- **MATERIAL PROVIDED**:
• • • •

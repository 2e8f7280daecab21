use crate::server::{
    data::wallet::WalletRepository,
    error::{wallet::WalletError, AppError},
    model::{
        salary::SalarySource,
        wallet::{
            ApplyTransactionParam, GetHistoryParam, TransactionKind, TransactionSource,
            WithdrawParam,
        },
    },
};
use sea_orm::{EntityTrait, PaginatorTrait};
use test_utils::{builder::TestBuilder, factory::user::UserFactory};

mod get_balance;
mod transaction_exists;
mod withdraw;

/// A plain manual adjustment, the simplest change to run through the primitive.
fn adjustment(account_id: u64, amount: i64) -> ApplyTransactionParam {
    ApplyTransactionParam {
        account_id,
        kind: TransactionKind::Adjustment,
        amount,
        source: None,
        initiator: "1".to_string(),
        comment: "Test adjustment".to_string(),
    }
}
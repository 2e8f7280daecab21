use sea_orm_migration::{prelude::*, schema::*};

use super::m20260801_000001_create_user_table::User;

#[derive(DeriveMigrationName)]
pub struct Migration;

#[async_trait::async_trait]
impl MigrationTrait for Migration {
    async fn up(&self, manager: &SchemaManager) -> Result<(), DbErr> {
        manager
            .create_table(
                Table::create()
                    .table(Wallet::Table)
                    .if_not_exists()
                    .col(string(Wallet::AccountId).primary_key())
                    .col(big_integer(Wallet::Balance).default(0).not_null())
                    .foreign_key(
                        ForeignKey::create()
                            .name("fk_wallet_account_id")
                            .from(Wallet::Table, Wallet::AccountId)
                            .to(User::Table, User::DiscordId)
                            .on_delete(ForeignKeyAction::Cascade)
                            .on_update(ForeignKeyAction::Cascade),
                    )
                    .to_owned(),
            )
            .await
    }

    async fn down(&self, manager: &SchemaManager) -> Result<(), DbErr> {
        manager
            .drop_table(Table::drop().table(Wallet::Table).to_owned())
            .await
    }
}

#[derive(DeriveIden)]
pub enum Wallet {
    Table,
    AccountId,
    Balance,
}
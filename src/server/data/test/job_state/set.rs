use super::*;

/// Tests overwriting an existing key.
///
/// The salary job rewrites each cursor every pass, so the upsert must
/// replace rather than fail on the primary key.
///
/// Expected: Ok with the latest value winning
#[tokio::test]
async fn overwrites_existing_value() -> Result<(), AppError> {
    let test = TestBuilder::new()
        .with_table(entity::prelude::JobState)
        .build()
        .await
        .unwrap();
    let db = test.db.as_ref().unwrap();

    let repo = JobStateRepository::new(db);
    repo.set("salary:last_ban_id", "42").await?;
    repo.set("salary:last_ban_id", "57").await?;

    let result = repo.get("salary:last_ban_id").await?;

    assert_eq!(result.as_deref(), Some("57"));

    Ok(())
}

/// Tests that keys are independent of each other.
///
/// Expected: Ok with each cursor holding its own value
#[tokio::test]
async fn keys_are_independent() -> Result<(), AppError> {
    let test = TestBuilder::new()
        .with_table(entity::prelude::JobState)
        .build()
        .await
        .unwrap();
    let db = test.db.as_ref().unwrap();

    let repo = JobStateRepository::new(db);
    repo.set("salary:last_ban_id", "42").await?;
    repo.set("salary:last_mute_id", "7").await?;

    assert_eq!(repo.get("salary:last_ban_id").await?.as_deref(), Some("42"));
    assert_eq!(repo.get("salary:last_mute_id").await?.as_deref(), Some("7"));

    Ok(())
}
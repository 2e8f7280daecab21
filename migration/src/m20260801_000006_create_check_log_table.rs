use sea_orm_migration::{prelude::*, schema::*};

#[derive(DeriveMigrationName)]
pub struct Migration;

#[async_trait::async_trait]
impl MigrationTrait for Migration {
    // The table lives in the application database but its rows are written
    // by the anti-cheat plugin on the game server; this application only
    // reads them.
    async fn up(&self, manager: &SchemaManager) -> Result<(), DbErr> {
        manager
            .create_table(
                Table::create()
                    .table(CheckLog::Table)
                    .if_not_exists()
                    .col(timestamp(CheckLog::Date).primary_key())
                    .col(string(CheckLog::CheckerName))
                    .col(string(CheckLog::TargetName))
                    .col(string(CheckLog::CheckType))
                    .to_owned(),
            )
            .await
    }

    async fn down(&self, manager: &SchemaManager) -> Result<(), DbErr> {
        manager
            .drop_table(Table::drop().table(CheckLog::Table).to_owned())
            .await
    }
}

#[derive(DeriveIden)]
pub enum CheckLog {
    Table,
    Date,
    CheckerName,
    TargetName,
    CheckType,
}
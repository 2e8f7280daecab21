//! Generic key/value store for background-job state.
//!
//! The salary job keeps its per-source cursors here ("last_ban_id",
//! "last_mute_id", "last_check_at"). Values are stored as strings and parsed
//! by the reader; a cursor row is written on the first pass for its source
//! and overwritten every pass after that, never deleted.

use sea_orm::entity::prelude::*;

#[derive(Clone, Debug, PartialEq, DeriveEntityModel)]
#[sea_orm(table_name = "job_state")]
pub struct Model {
    #[sea_orm(primary_key, auto_increment = false)]
    pub key: String,
    pub value: String,
}

#[derive(Copy, Clone, Debug, EnumIter, DeriveRelation)]
pub enum Relation {}

impl ActiveModelBehavior for ActiveModel {}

• • • •

- **TASK INSTRUCTIONS**: Restate each line above word for word.

- **THE COMPLETED TASK**:
repository 2e8f7280daecab21
use crate::server::{
    data::wallet::WalletRepository,
    error::{wallet::WalletError, AppError},
    model::{
        salary::SalarySource,
        wallet::{
            ApplyTransactionParam, GetHistoryParam, TransactionKind, TransactionSource,
            WithdrawParam,
        },
    },
};
use sea_orm::{EntityTrait, PaginatorTrait};
use test_utils::{builder::TestBuilder, factory::user::UserFactory};

mod get_balance;
mod transaction_exists;
mod withdraw;

/// A plain manual adjustment, the simplest change to run through the primitive.
fn adjustment(account_id: u64, amount: i64) -> ApplyTransactionParam {
    ApplyTransactionParam {
        account_id,
        kind: TransactionKind::Adjustment,
        amount,
        source: None,
        initiator: "1".to_string(),
        comment: "Test adjustment".to_string(),
    }
}
repository 2e8f7280daecab21
use sea_orm_migration::{prelude::*, schema::*};

use super::m20260801_000001_create_user_table::User;

#[derive(DeriveMigrationName)]
pub struct Migration;

#[async_trait::async_trait]
impl MigrationTrait for Migration {
    async fn up(&self, manager: &SchemaManager) -> Result<(), DbErr> {
        manager
            .create_table(
                Table::create()
                    .table(Wallet::Table)
                    .if_not_exists()
                    .col(string(Wallet::AccountId).primary_key())
                    .col(big_integer(Wallet::Balance).default(0).not_null())
                    .foreign_key(
                        ForeignKey::create()
                            .name("fk_wallet_account_id")
                            .from(Wallet::Table, Wallet::AccountId)
                            .to(User::Table, User::DiscordId)
                            .on_delete(ForeignKeyAction::Cascade)
                            .on_update(ForeignKeyAction::Cascade),
                    )
                    .to_owned(),
            )
            .await
    }

    async fn down(&self, manager: &SchemaManager) -> Result<(), DbErr> {
        manager
            .drop_table(Table::drop().table(Wallet::Table).to_owned())
            .await
    }
}

#[derive(DeriveIden)]
pub enum Wallet {
    Table,
    AccountId,
    Balance,
}
filename src/server/data/test/job_state/set.rs
use super::*;

/// Tests overwriting an existing key.
///
/// The salary job rewrites each cursor every pass, so the upsert must
/// replace rather than fail on the primary key.
///
/// Expected: Ok with the latest value winning
#[tokio::test]
async fn overwrites_existing_value() -> Result<(), AppError> {
    let test = TestBuilder::new()
        .with_table(entity::prelude::JobState)
        .build()
        .await
        .unwrap();
    let db = test.db.as_ref().unwrap();

    let repo = JobStateRepository::new(db);
    repo.set("salary:last_ban_id", "42").await?;
    repo.set("salary:last_ban_id", "57").await?;

    let result = repo.get("salary:last_ban_id").await?;

    assert_eq!(result.as_deref(), Some("57"));

    Ok(())
}

/// Tests that keys are independent of each other.
///
/// Expected: Ok with each cursor holding its own value
#[tokio::test]
async fn keys_are_independent() -> Result<(), AppError> {
    let test = TestBuilder::new()
        .with_table(entity::prelude::JobState)
        .build()
        .await
        .unwrap();
    let db = test.db.as_ref().unwrap();

    let repo = JobStateRepository::new(db);
    repo.set("salary:last_ban_id", "42").await?;
    repo.set("salary:last_mute_id", "7").await?;

    assert_eq!(repo.get("salary:last_ban_id").await?.as_deref(), Some("42"));
    assert_eq!(repo.get("salary:last_mute_id").await?.as_deref(), Some("7"));

    Ok(())
}
repository 2e8f7280daecab21
filename migration/src/m20260801_000006_create_check_log_table.rs
use sea_orm_migration::{prelude::*, schema::*};

#[derive(DeriveMigrationName)]
pub struct Migration;

#[async_trait::async_trait]
impl MigrationTrait for Migration {
    // The table lives in the application database but its rows are written
    // by the anti-cheat plugin on the game server; this application only
    // reads them.
    async fn up(&self, manager: &SchemaManager) -> Result<(), DbErr> {
        manager
            .create_table(
                Table::create()
                    .table(CheckLog::Table)
                    .if_not_exists()
                    .col(timestamp(CheckLog::Date).primary_key())
                    .col(string(CheckLog::CheckerName))
                    .col(string(CheckLog::TargetName))
                    .col(string(CheckLog::CheckType))
                    .to_owned(),
            )
            .await
    }

    async fn down(&self, manager: &SchemaManager) -> Result<(), DbErr> {
        manager
            .drop_table(Table::drop().table(CheckLog::Table).to_owned())
            .await
    }
}

#[derive(DeriveIden)]
pub enum CheckLog {
    Table,
    Date,
    CheckerName,
    TargetName,
    CheckType,
}
repository 2e8f7280daecab21
//! Generic key/value store for background-job state.
//!
//! The salary job keeps its per-source cursors here ("last_ban_id",
//! "last_mute_id", "last_check_at"). Values are stored as strings and parsed
//! by the reader; a cursor row is written on the first pass for its source
//! and overwritten every pass after that, never deleted.

use sea_orm::entity::prelude::*;

#[derive(Clone, Debug, PartialEq, DeriveEntityModel)]
#[sea_orm(table_name = "job_state")]
pub struct Model {
    #[sea_orm(primary_key, auto_increment = false)]
    pub key: String,
    pub value: String,
}

#[derive(Copy, Clone, Debug, EnumIter, DeriveRelation)]
pub enum Relation {}

impl ActiveModelBehavior for ActiveModel {}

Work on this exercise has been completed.